EXERCISE: Each of the lines below must be restated exactly.

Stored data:
# # # # # # #

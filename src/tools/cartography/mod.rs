// Cartography toolbox (engine alias `cartography`): generalization and
// refinement of vector features for display at smaller scales.
mod aggregate_points;
mod aggregate_polygons;
mod collapse_dual_lines_to_centerline;
mod create_cartographic_partitions;
mod delineate_built_up_areas;
mod merge_divided_roads;
mod simplify_building;
mod simplify_line;
mod simplify_polygon;
mod smooth_line;
mod smooth_polygon;
mod thin_road_network;

pub use self::aggregate_points::AggregatePoints;
pub use self::aggregate_polygons::AggregatePolygons;
pub use self::collapse_dual_lines_to_centerline::CollapseDualLinesToCenterline;
pub use self::create_cartographic_partitions::CreateCartographicPartitions;
pub use self::delineate_built_up_areas::DelineateBuiltUpAreas;
pub use self::merge_divided_roads::MergeDividedRoads;
pub use self::simplify_building::SimplifyBuilding;
pub use self::simplify_line::SimplifyLine;
pub use self::simplify_polygon::SimplifyPolygon;
pub use self::smooth_line::SmoothLine;
pub use self::smooth_polygon::SmoothPolygon;
pub use self::thin_road_network::ThinRoadNetwork;

#[cfg(test)]
mod tests {
    use crate::tools::*;

    #[test]
    fn simplify_algorithms_differ_between_line_and_polygon() {
        let tm = ToolManager::new("", &false).unwrap();
        let line = tm.get_tool("SimplifyLine").unwrap();
        let polygon = tm.get_tool("SimplifyPolygon").unwrap();
        let codes_of = |tool: &Box<dyn GeoprocessingTool>| -> Vec<String> {
            let p = tool
                .parameters()
                .iter()
                .find(|p| p.name == "Simplification Algorithm")
                .unwrap();
            match &p.parameter_type {
                ParameterType::CodedValue(domain) => domain.codes(),
                other => panic!("unexpected parameter type {:?}", other),
            }
        };
        assert_eq!(
            codes_of(&line),
            vec!["POINT_REMOVE", "BEND_SIMPLIFY", "WEIGHTED_AREA"]
        );
        assert_eq!(
            codes_of(&polygon),
            vec![
                "POINT_REMOVE",
                "BEND_SIMPLIFY",
                "WEIGHTED_AREA",
                "EFFECTIVE_AREA"
            ]
        );
    }

    #[test]
    fn smooth_tools_share_algorithm_domain_and_defaults() {
        let tm = ToolManager::new("", &false).unwrap();
        for name in ["SmoothLine", "SmoothPolygon"] {
            let tool = tm.get_tool(name).unwrap();
            let alg = tool
                .parameters()
                .iter()
                .find(|p| p.name == "Smoothing Algorithm")
                .unwrap();
            assert_eq!(alg.default_value.as_deref(), Some("PAEK"), "{}", name);
            match &alg.parameter_type {
                ParameterType::CodedValue(domain) => {
                    assert!(domain.contains("PAEK"));
                    assert!(domain.contains("BEZIER_INTERPOLATION"));
                }
                other => panic!("unexpected parameter type {:?}", other),
            }
            let err = tool
                .parameters()
                .iter()
                .find(|p| p.name == "Topological Error Handling")
                .unwrap();
            assert_eq!(err.default_value.as_deref(), Some("NO_CHECK"), "{}", name);
        }
    }

    #[test]
    fn cartography_tools_use_the_cartography_alias() {
        let tm = ToolManager::new("", &false).unwrap();
        for name in [
            "AggregatePoints",
            "AggregatePolygons",
            "CollapseDualLinesToCenterline",
            "CreateCartographicPartitions",
            "DelineateBuiltUpAreas",
            "MergeDividedRoads",
            "SimplifyBuilding",
            "SimplifyLine",
            "SimplifyPolygon",
            "SmoothLine",
            "SmoothPolygon",
            "ThinRoadNetwork",
        ] {
            let tool = tm.get_tool(name).unwrap();
            assert_eq!(tool.get_alias(), "cartography", "{}", name);
            assert_eq!(tool.get_toolbox(), "Cartography", "{}", name);
            assert_eq!(
                tool.get_execute_name(),
                format!("cartography.{}", name)
            );
        }
    }

    #[test]
    fn thin_road_network_derives_updated_features() {
        let tool = ToolManager::new("", &false)
            .unwrap()
            .get_tool("ThinRoadNetwork")
            .unwrap();
        let last = tool.parameters().last().unwrap();
        assert_eq!(last.direction, ParameterDirection::Derived);
        assert!(last.flags.is_empty());
    }

    #[test]
    fn aggregate_polygons_requires_distance_before_optional_filters() {
        let tool = ToolManager::new("", &false)
            .unwrap()
            .get_tool("AggregatePolygons")
            .unwrap();
        let dirs: Vec<ParameterDirection> = tool
            .parameters()
            .iter()
            .map(|p| p.direction.clone())
            .collect();
        assert_eq!(
            dirs,
            vec![
                ParameterDirection::Required,
                ParameterDirection::Required,
                ParameterDirection::Required,
                ParameterDirection::Optional,
                ParameterDirection::Optional,
                ParameterDirection::Optional,
                ParameterDirection::Optional,
                ParameterDirection::Derived,
            ]
        );
    }
}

# # # # # # #

TASK ANSWER:
filename src/tools/cartography/mod.rs
// Cartography toolbox (engine alias `cartography`): generalization and
// refinement of vector features for display at smaller scales.
mod aggregate_points;
mod aggregate_polygons;
mod collapse_dual_lines_to_centerline;
mod create_cartographic_partitions;
mod delineate_built_up_areas;
mod merge_divided_roads;
mod simplify_building;
mod simplify_line;
mod simplify_polygon;
mod smooth_line;
mod smooth_polygon;
mod thin_road_network;

pub use self::aggregate_points::AggregatePoints;
pub use self::aggregate_polygons::AggregatePolygons;
pub use self::collapse_dual_lines_to_centerline::CollapseDualLinesToCenterline;
pub use self::create_cartographic_partitions::CreateCartographicPartitions;
pub use self::delineate_built_up_areas::DelineateBuiltUpAreas;
pub use self::merge_divided_roads::MergeDividedRoads;
pub use self::simplify_building::SimplifyBuilding;
pub use self::simplify_line::SimplifyLine;
pub use self::simplify_polygon::SimplifyPolygon;
pub use self::smooth_line::SmoothLine;
pub use self::smooth_polygon::SmoothPolygon;
pub use self::thin_road_network::ThinRoadNetwork;

#[cfg(test)]
mod tests {
    use crate::tools::*;

    #[test]
    fn simplify_algorithms_differ_between_line_and_polygon() {
        let tm = ToolManager::new("", &false).unwrap();
        let line = tm.get_tool("SimplifyLine").unwrap();
        let polygon = tm.get_tool("SimplifyPolygon").unwrap();
        let codes_of = |tool: &Box<dyn GeoprocessingTool>| -> Vec<String> {
            let p = tool
                .parameters()
                .iter()
                .find(|p| p.name == "Simplification Algorithm")
                .unwrap();
            match &p.parameter_type {
                ParameterType::CodedValue(domain) => domain.codes(),
                other => panic!("unexpected parameter type {:?}", other),
            }
        };
        assert_eq!(
            codes_of(&line),
            vec!["POINT_REMOVE", "BEND_SIMPLIFY", "WEIGHTED_AREA"]
        );
        assert_eq!(
            codes_of(&polygon),
            vec![
                "POINT_REMOVE",
                "BEND_SIMPLIFY",
                "WEIGHTED_AREA",
                "EFFECTIVE_AREA"
            ]
        );
    }

    #[test]
    fn smooth_tools_share_algorithm_domain_and_defaults() {
        let tm = ToolManager::new("", &false).unwrap();
        for name in ["SmoothLine", "SmoothPolygon"] {
            let tool = tm.get_tool(name).unwrap();
            let alg = tool
                .parameters()
                .iter()
                .find(|p| p.name == "Smoothing Algorithm")
                .unwrap();
            assert_eq!(alg.default_value.as_deref(), Some("PAEK"), "{}", name);
            match &alg.parameter_type {
                ParameterType::CodedValue(domain) => {
                    assert!(domain.contains("PAEK"));
                    assert!(domain.contains("BEZIER_INTERPOLATION"));
                }
                other => panic!("unexpected parameter type {:?}", other),
            }
            let err = tool
                .parameters()
                .iter()
                .find(|p| p.name == "Topological Error Handling")
                .unwrap();
            assert_eq!(err.default_value.as_deref(), Some("NO_CHECK"), "{}", name);
        }
    }

    #[test]
    fn cartography_tools_use_the_cartography_alias() {
        let tm = ToolManager::new("", &false).unwrap();
        for name in [
            "AggregatePoints",
            "AggregatePolygons",
            "CollapseDualLinesToCenterline",
            "CreateCartographicPartitions",
            "DelineateBuiltUpAreas",
            "MergeDividedRoads",
            "SimplifyBuilding",
            "SimplifyLine",
            "SimplifyPolygon",
            "SmoothLine",
            "SmoothPolygon",
            "ThinRoadNetwork",
        ] {
            let tool = tm.get_tool(name).unwrap();
            assert_eq!(tool.get_alias(), "cartography", "{}", name);
            assert_eq!(tool.get_toolbox(), "Cartography", "{}", name);
            assert_eq!(
                tool.get_execute_name(),
                format!("cartography.{}", name)
            );
        }
    }

    #[test]
    fn thin_road_network_derives_updated_features() {
        let tool = ToolManager::new("", &false)
            .unwrap()
            .get_tool("ThinRoadNetwork")
            .unwrap();
        let last = tool.parameters().last().unwrap();
        assert_eq!(last.direction, ParameterDirection::Derived);
        assert!(last.flags.is_empty());
    }

    #[test]
    fn aggregate_polygons_requires_distance_before_optional_filters() {
        let tool = ToolManager::new("", &false)
            .unwrap()
            .get_tool("AggregatePolygons")
            .unwrap();
        let dirs: Vec<ParameterDirection> = tool
            .parameters()
            .iter()
            .map(|p| p.direction.clone())
            .collect();
        assert_eq!(
            dirs,
            vec![
                ParameterDirection::Required,
                ParameterDirection::Required,
                ParameterDirection::Required,
                ParameterDirection::Optional,
                ParameterDirection::Optional,
                ParameterDirection::Optional,
                ParameterDirection::Optional,
                ParameterDirection::Derived,
            ]
        );
    }
}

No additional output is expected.